Am Freitag, dem 1. April, der auch der Tag des Scherzes ist, wird das Government Shutdown Prevention Act mit 221 zu 202 Stimmen knapp im Repräsentantenhaus beschlossen. Aus dem Senat melden sich Demokraten zu Wort, die diese Gesetzesinitiative nicht anerkennen und eine Abstimmung im Senat einfordern. In dieser Gesetzesinitiative werden die 61 Milliarden US-Dollar Ausgabenkürzungen wie vorgesehen verabschiedet. Als strittigen Punkt werden die ausbleibenden Gehaltszahlungen der Kongressmitglieder während eines Verwaltungsstillstandes angesehen. Als Coup bringen es die Republikaner fertig, auch über eine demokratische Gesetzesinitiative zu entscheiden, die zuvor durch den Senat positiv abgestimmt wurde. Darin war sich die Mehrheit der Demokraten einig, ebenfalls die Gehälter aller Kongressmitglieder und des Präsidenten während eines Regierungsstillstandes zu kürzen. Das Weiße Haus stuft die Initiative der Demokraten jedoch als verfassungswidrig ein, was die Republikaner heute den Demokraten lautstark vorhalten. Damit wird die gesamte Situation skurril. Denn beide Parteien hatten Gesetzesinitiativen beschlossen, die als Druckmittel den Gehaltsverzicht eines jeden Abgeordneten und Senators während eines Regierungsstillstandes auferlegte. Und beide Seiten bezichtigten sich der gegenseitigen Verfassungswidrigkeit ihrer Initiativen.

Nach Ansicht der Republikaner ist ihre Gesetzesinitiative rechtskonform, da sie die Gelder nur zurückhalten würden, anders als bei den Demokraten, die alle Gehälter der Kongressmitglieder mit der Anzahl der Tage eines Regierungsstillstandes kürzen wollen. Die Abstimmung über die demokratische Initiative scheitert durch die Mehrheit der republikanischen Abgeordneten im Repräsentantenhaus mit 188 zu 237 Stimmen.

Boehner und Cantor verhandeln trotz dieses politischen Theaters weiter mit dem Weißen Haus. Es verbleiben noch gut sieben Tage, um einen Regierungsstillstand abzuwenden.
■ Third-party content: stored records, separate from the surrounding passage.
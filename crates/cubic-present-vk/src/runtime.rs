// SPDX-License-Identifier: CEPL-1.0
//! Seams between the negotiation logic and the Vulkan runtime.
//!
//! The pipeline only ever talks to these traits. The ash-backed
//! implementations live next to the objects that own the raw handles
//! ([`crate::instance::InstanceContext`], [`crate::device::DeviceContext`]);
//! tests substitute a scripted runtime.

use std::ffi::CString;

use ash::prelude::VkResult;
use ash::vk;

use crate::probe::DeviceIdentity;

/// Instance-level, read-only queries.
///
/// Implementations must treat every call as a pure read: no call may change
/// what a later call returns for the same device/surface pair.
pub trait InstanceQueries {
    fn physical_devices(&self) -> VkResult<Vec<vk::PhysicalDevice>>;

    fn device_identity(&self, phys: vk::PhysicalDevice) -> DeviceIdentity;

    fn queue_families(&self, phys: vk::PhysicalDevice) -> Vec<vk::QueueFamilyProperties>;

    fn surface_support(
        &self,
        phys: vk::PhysicalDevice,
        family: u32,
        surface: vk::SurfaceKHR,
    ) -> VkResult<bool>;

    fn device_extensions(&self, phys: vk::PhysicalDevice) -> VkResult<Vec<CString>>;

    fn surface_capabilities(
        &self,
        phys: vk::PhysicalDevice,
        surface: vk::SurfaceKHR,
    ) -> VkResult<vk::SurfaceCapabilitiesKHR>;

    fn surface_formats(
        &self,
        phys: vk::PhysicalDevice,
        surface: vk::SurfaceKHR,
    ) -> VkResult<Vec<vk::SurfaceFormatKHR>>;

    fn surface_present_modes(
        &self,
        phys: vk::PhysicalDevice,
        surface: vk::SurfaceKHR,
    ) -> VkResult<Vec<vk::PresentModeKHR>>;
}

/// Logical-device entry points for the presentable chain and its views.
pub trait DeviceCalls {
    fn create_swapchain(&self, info: &vk::SwapchainCreateInfoKHR<'_>)
        -> VkResult<vk::SwapchainKHR>;

    fn swapchain_images(&self, swapchain: vk::SwapchainKHR) -> VkResult<Vec<vk::Image>>;

    /// Images owned by `swapchain` are released with it.
    fn destroy_swapchain(&self, swapchain: vk::SwapchainKHR);

    fn create_image_view(&self, info: &vk::ImageViewCreateInfo<'_>) -> VkResult<vk::ImageView>;

    fn destroy_image_view(&self, view: vk::ImageView);
}
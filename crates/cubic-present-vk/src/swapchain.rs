// SPDX-License-Identifier: CEPL-1.0
use ash::vk;
use cubic_present::PresentSize;
use tracing::{info, warn};

use crate::config::{NegotiationConfig, VkVsyncMode};
use crate::error::{NegotiationError, Result};
use crate::probe::{probe_surface, Candidate, SurfaceSupport};
use crate::queues::QueueFamilies;
use crate::runtime::{DeviceCalls, InstanceQueries};
use crate::select::SelectedDevice;
use crate::views::{build_views, destroy_views, PresentView};

// Info only
pub(crate) fn fmt_name(f: vk::Format) -> &'static str {
    match f {
        vk::Format::B8G8R8A8_UNORM => "B8G8R8A8_UNORM",
        vk::Format::B8G8R8A8_SRGB => "B8G8R8A8_SRGB",
        vk::Format::R8G8B8A8_SRGB => "R8G8B8A8_SRGB",
        vk::Format::R8G8B8A8_UNORM => "R8G8B8A8_UNORM",
        vk::Format::A2B10G10R10_UNORM_PACK32 => "A2B10G10R10_UNORM",
        vk::Format::R16G16B16A16_SFLOAT => "R16G16B16A16_SFLOAT",
        _ => "OTHER",
    }
}
pub(crate) fn cs_name(cs: vk::ColorSpaceKHR) -> &'static str {
    match cs {
        vk::ColorSpaceKHR::SRGB_NONLINEAR => "SRGB_NONLINEAR",
        vk::ColorSpaceKHR::EXTENDED_SRGB_LINEAR_EXT => "EXTENDED_SRGB_LINEAR",
        vk::ColorSpaceKHR::HDR10_ST2084_EXT => "HDR10_ST2084",
        _ => "OTHER",
    }
}
pub(crate) fn pm_name(m: vk::PresentModeKHR) -> &'static str {
    match m {
        vk::PresentModeKHR::FIFO => "FIFO",
        vk::PresentModeKHR::MAILBOX => "MAILBOX",
        vk::PresentModeKHR::IMMEDIATE => "IMMEDIATE",
        vk::PresentModeKHR::FIFO_RELAXED => "FIFO_RELAXED",
        _ => "OTHER",
    }
}

/// BGRA8 sRGB with the non-linear sRGB colour space, else whatever the
/// surface lists first. `None` only for an empty list.
pub fn choose_surface_format(formats: &[vk::SurfaceFormatKHR]) -> Option<vk::SurfaceFormatKHR> {
    formats
        .iter()
        .copied()
        .find(|f| {
            f.format == vk::Format::B8G8R8A8_SRGB
                && f.color_space == vk::ColorSpaceKHR::SRGB_NONLINEAR
        })
        .or_else(|| formats.first().copied())
}

/// FIFO is the fallback in every branch; the platform guarantees it.
pub fn choose_present_mode(
    modes: &[vk::PresentModeKHR],
    vsync: bool,
    mode: VkVsyncMode,
) -> vk::PresentModeKHR {
    if !modes.contains(&vk::PresentModeKHR::FIFO) {
        warn!("surface does not list FIFO; assuming it anyway");
    }

    let preference: &[vk::PresentModeKHR] = match (vsync, mode) {
        (false, _) => &[
            vk::PresentModeKHR::IMMEDIATE,
            vk::PresentModeKHR::MAILBOX,
            vk::PresentModeKHR::FIFO,
        ],
        (true, VkVsyncMode::Mailbox) => &[vk::PresentModeKHR::MAILBOX, vk::PresentModeKHR::FIFO],
        (true, VkVsyncMode::Fifo) => &[vk::PresentModeKHR::FIFO],
    };

    preference
        .iter()
        .copied()
        .find(|m| modes.contains(m))
        .unwrap_or(vk::PresentModeKHR::FIFO)
}

/// The surface's current extent, unless it reports the `u32::MAX` sentinel;
/// then the hint clamped into the allowed range on each axis.
pub fn extent_from_caps(caps: &vk::SurfaceCapabilitiesKHR, want: PresentSize) -> vk::Extent2D {
    if caps.current_extent.width != u32::MAX {
        caps.current_extent
    } else {
        vk::Extent2D {
            width: want
                .width
                .max(caps.min_image_extent.width)
                .min(caps.max_image_extent.width),
            height: want
                .height
                .max(caps.min_image_extent.height)
                .min(caps.max_image_extent.height),
        }
    }
}

/// One more than the minimum, before any maximum is applied.
pub fn requested_image_count(caps: &vk::SurfaceCapabilitiesKHR) -> u32 {
    caps.min_image_count.saturating_add(1)
}

/// [`requested_image_count`] capped by the maximum (0 == "no max").
pub fn image_count(caps: &vk::SurfaceCapabilitiesKHR) -> u32 {
    let want = requested_image_count(caps);
    if caps.max_image_count == 0 {
        want
    } else {
        want.min(caps.max_image_count)
    }
}

// Prefer IDENTITY if supported (common), otherwise use current to avoid extra blits.
pub fn choose_pre_transform(caps: &vk::SurfaceCapabilitiesKHR) -> vk::SurfaceTransformFlagsKHR {
    if caps
        .supported_transforms
        .contains(vk::SurfaceTransformFlagsKHR::IDENTITY)
    {
        vk::SurfaceTransformFlagsKHR::IDENTITY
    } else {
        caps.current_transform
    }
}

pub fn choose_composite_alpha(caps: &vk::SurfaceCapabilitiesKHR) -> vk::CompositeAlphaFlagsKHR {
    [
        vk::CompositeAlphaFlagsKHR::OPAQUE,
        vk::CompositeAlphaFlagsKHR::PRE_MULTIPLIED,
        vk::CompositeAlphaFlagsKHR::POST_MULTIPLIED,
        vk::CompositeAlphaFlagsKHR::INHERIT,
    ]
    .into_iter()
    .find(|&a| caps.supported_composite_alpha.contains(a))
    .unwrap_or(vk::CompositeAlphaFlagsKHR::OPAQUE)
}

/// Who may touch the presentable images.
#[derive(Clone, Copy, Debug, PartialEq, Eq)]
pub enum ImageSharing {
    Exclusive,
    /// Mandatory when graphics and present live in different families.
    Concurrent([u32; 2]),
}

impl ImageSharing {
    pub fn for_queues(queues: &QueueFamilies) -> Self {
        if queues.is_shared() {
            Self::Exclusive
        } else {
            Self::Concurrent([queues.graphics(), queues.present()])
        }
    }

    pub fn mode(&self) -> vk::SharingMode {
        match self {
            Self::Exclusive => vk::SharingMode::EXCLUSIVE,
            Self::Concurrent(_) => vk::SharingMode::CONCURRENT,
        }
    }

    pub fn family_indices(&self) -> &[u32] {
        match self {
            Self::Exclusive => &[],
            Self::Concurrent(families) => families,
        }
    }
}

/// The negotiated parameters of one presentable chain.
///
/// Never mutated: a resize or device loss produces a new one.
#[derive(Clone, Copy, Debug)]
pub struct SwapchainConfig {
    pub format: vk::Format,
    pub color_space: vk::ColorSpaceKHR,
    pub present_mode: vk::PresentModeKHR,
    pub extent: vk::Extent2D,
    pub image_count: u32,
    pub sharing: ImageSharing,
    pub pre_transform: vk::SurfaceTransformFlagsKHR,
    pub composite_alpha: vk::CompositeAlphaFlagsKHR,
}

impl SwapchainConfig {
    pub fn sharing_mode(&self) -> vk::SharingMode {
        self.sharing.mode()
    }

    pub fn queue_family_indices(&self) -> &[u32] {
        self.sharing.family_indices()
    }

    /// The creation request for this configuration. `old_swapchain` may be null.
    pub fn create_info(
        &self,
        surface: vk::SurfaceKHR,
        old_swapchain: vk::SwapchainKHR,
    ) -> vk::SwapchainCreateInfoKHR<'_> {
        vk::SwapchainCreateInfoKHR::default()
            .surface(surface)
            .min_image_count(self.image_count)
            .image_format(self.format)
            .image_color_space(self.color_space)
            .image_extent(self.extent)
            .image_array_layers(1) // non-stereo
            .image_usage(vk::ImageUsageFlags::COLOR_ATTACHMENT)
            .image_sharing_mode(self.sharing_mode())
            .queue_family_indices(self.queue_family_indices())
            .pre_transform(self.pre_transform)
            .composite_alpha(self.composite_alpha)
            .present_mode(self.present_mode)
            .clipped(true) // don't care about obscured pixels
            .old_swapchain(old_swapchain)
    }
}

/// Apply every selection policy to an already probed surface.
pub fn negotiate_support(
    device: Candidate,
    support: &SurfaceSupport,
    queues: &QueueFamilies,
    hint: PresentSize,
    config: &NegotiationConfig,
) -> Result<SwapchainConfig> {
    let caps = &support.capabilities;
    let format = match choose_surface_format(&support.formats) {
        Some(f) if !support.present_modes.is_empty() => f,
        _ => {
            return Err(NegotiationError::EmptySurfaceCapabilities {
                device: device.index,
                formats: support.formats.len(),
                present_modes: support.present_modes.len(),
            })
        }
    };

    let negotiated = SwapchainConfig {
        format: format.format,
        color_space: format.color_space,
        present_mode: choose_present_mode(&support.present_modes, config.vsync, config.vsync_mode),
        extent: extent_from_caps(caps, hint),
        image_count: image_count(caps),
        sharing: ImageSharing::for_queues(queues),
        pre_transform: choose_pre_transform(caps),
        composite_alpha: choose_composite_alpha(caps),
    };

    info!(
        "format: {} / {}, present_mode: {}, vsync={}, mode={:?}, extent: {}x{}, images(min={} → picked={}), sharing: {:?}",
        fmt_name(negotiated.format),
        cs_name(negotiated.color_space),
        pm_name(negotiated.present_mode),
        config.vsync,
        config.vsync_mode,
        negotiated.extent.width,
        negotiated.extent.height,
        caps.min_image_count,
        negotiated.image_count,
        negotiated.sharing,
    );

    Ok(negotiated)
}

/// Query the surface afresh for `device` and negotiate against it.
pub fn negotiate(
    rt: &impl InstanceQueries,
    device: Candidate,
    surface: vk::SurfaceKHR,
    queues: &QueueFamilies,
    hint: PresentSize,
    config: &NegotiationConfig,
) -> Result<SwapchainConfig> {
    let support = probe_surface(rt, device, surface)?;
    negotiate_support(device, &support, queues, hint, config)
}

/// A created swapchain with one view per image.
///
/// Must be released with [`PresentChain::destroy`] before the logical device.
#[derive(Debug)]
pub struct PresentChain {
    swapchain: vk::SwapchainKHR,
    images: Vec<vk::Image>,
    views: Vec<PresentView>,
    config: SwapchainConfig,
    // Set once the runtime has retired `swapchain` through a failed handover.
    retired: bool,
}

impl PresentChain {
    pub fn swapchain(&self) -> vk::SwapchainKHR {
        self.swapchain
    }

    pub fn images(&self) -> &[vk::Image] {
        &self.images
    }

    pub fn views(&self) -> &[PresentView] {
        &self.views
    }

    pub fn config(&self) -> &SwapchainConfig {
        &self.config
    }

    /// A retired chain can no longer present or be passed as `old_swapchain`;
    /// it only waits to be destroyed.
    pub fn is_retired(&self) -> bool {
        self.retired
    }

    /// What the runtime actually handed back; may exceed the request.
    pub fn image_count(&self) -> usize {
        self.images.len()
    }

    /// Views first, then the chain (which owns the images).
    pub fn destroy(self, dev: &impl DeviceCalls) {
        destroy_views(dev, self.views);
        dev.destroy_swapchain(self.swapchain);
    }
}

/// Create the chain described by `config`, read its images back and build
/// their views. On failure nothing created here survives.
pub fn create_chain(
    dev: &impl DeviceCalls,
    surface: vk::SurfaceKHR,
    config: SwapchainConfig,
    old_swapchain: vk::SwapchainKHR,
) -> Result<PresentChain> {
    let swapchain = dev
        .create_swapchain(&config.create_info(surface, old_swapchain))
        .map_err(NegotiationError::SwapchainCreation)?;

    let images = match dev.swapchain_images(swapchain) {
        Ok(images) => images,
        Err(e) => {
            dev.destroy_swapchain(swapchain);
            return Err(NegotiationError::SwapchainCreation(e));
        }
    };
    if images.len() != config.image_count as usize {
        info!(
            "requested {} swapchain images, runtime provided {}",
            config.image_count,
            images.len()
        );
    }

    let views = match build_views(dev, &images, config.format) {
        Ok(views) => views,
        Err(e) => {
            dev.destroy_swapchain(swapchain);
            return Err(e);
        }
    };

    info!("Created swapchain with {} images", images.len());
    Ok(PresentChain {
        swapchain,
        images,
        views,
        config,
        retired: false,
    })
}

/// Supersede `chain` with one negotiated for `hint`.
///
/// The previous chain is handed to the runtime as `old_swapchain` and is
/// destroyed (views first) only once its replacement exists. If creation
/// fails, `chain` stays in place but is marked retired: the runtime retires
/// `old_swapchain` either way, so later attempts pass a null handle instead.
pub fn recreate_chain(
    rt: &impl InstanceQueries,
    dev: &impl DeviceCalls,
    device: &SelectedDevice,
    surface: vk::SurfaceKHR,
    hint: PresentSize,
    config: &NegotiationConfig,
    chain: &mut PresentChain,
) -> Result<()> {
    let negotiated = negotiate(rt, device.candidate, surface, &device.queues, hint, config)?;
    let old = if chain.retired {
        vk::SwapchainKHR::null()
    } else {
        chain.swapchain
    };
    let fresh = match create_chain(dev, surface, negotiated, old) {
        Ok(fresh) => fresh,
        Err(e) => {
            if old != vk::SwapchainKHR::null() {
                chain.retired = true;
            }
            return Err(e);
        }
    };
    std::mem::replace(chain, fresh).destroy(dev);
    Ok(())
}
Beide Seiten sind trotz einer Budgetkürzung von 33 Milliarden US-Dollar seitens der Demokraten noch immer weit von einem Konsensergebnis entfernt. Laut den liberalen Medien verkommt die Debatte um höhere Forderungen der Republikaner zu einem gefährlichen Spiel mit dem Feuer. Um weitere 30 Milliarden US-Dollar aus dem laufenden Haushalt zu schneiden, wird ein Regierungsstillstand in Erwägung gezogen, der das gesamte Land in eine Rezession stürzen könnte und von dem niemand vorhersagen kann, wie lange er anhalten würde. Ein weiteres Entgegenkommen der Demokraten auf die republikanischen Forderungen wird es nach Ansicht der meisten Kommentatoren nicht geben.

Am Samstag, dem 2. April telefoniert Obama mit dem republikanischen Verhandlungsführer John Boehner und dem demokratischen Mehrheitsführer im Senat Harry M. Reid. Der Präsident will nun stärker in die Verhandlungen eingreifen und persönlich an den Sitzungen teilnehmen. Er entbindet damit seinen Vizepräsidenten Joe Biden von der Aufgabe als Verhandlungsführer. Die Verhandlungen sollen über das Wochenende fortgesetzt werden. Zugleich versichert Obama den Demokraten keine größeren Ausgabenkürzungen akzeptieren zu wollen. Das mehr als 30 Milliarden US-Dollar große Angebot soll nicht weiter aufgestockt werden.

Selbst viele Demokraten halten die Initiative von Barack Obama, sechs Tage vor dem Fristende, als verspätet. Als die Republikaner, allen voran Cantor, sich lautstark beschwerten, dass der Verhandlungsführer Joe Biden eine längere Zeit aus den Verhandlungen wegen Auslandsbesuchen ausgestiegen war und Obama seinen Part nicht eingenommen hatte, monierten die Demokraten die Passivität Obamas nicht. Das könnte sich nun rächen, denn Obama bringt in die neu angefachte Debatte keine neuen Lösungsvorschläge mit ein. Paul Ryan wird in weniger als zwei Tagen seinen viel diskutierten Budgetplan vorstellen und mit neuen Forderungen die Demokraten stark unter Druck setzen wollen. Obama wird sich deshalb schon vor der Veröffentlichung des Ryan Budgets im Verhandlungspoker zurückgemeldet haben.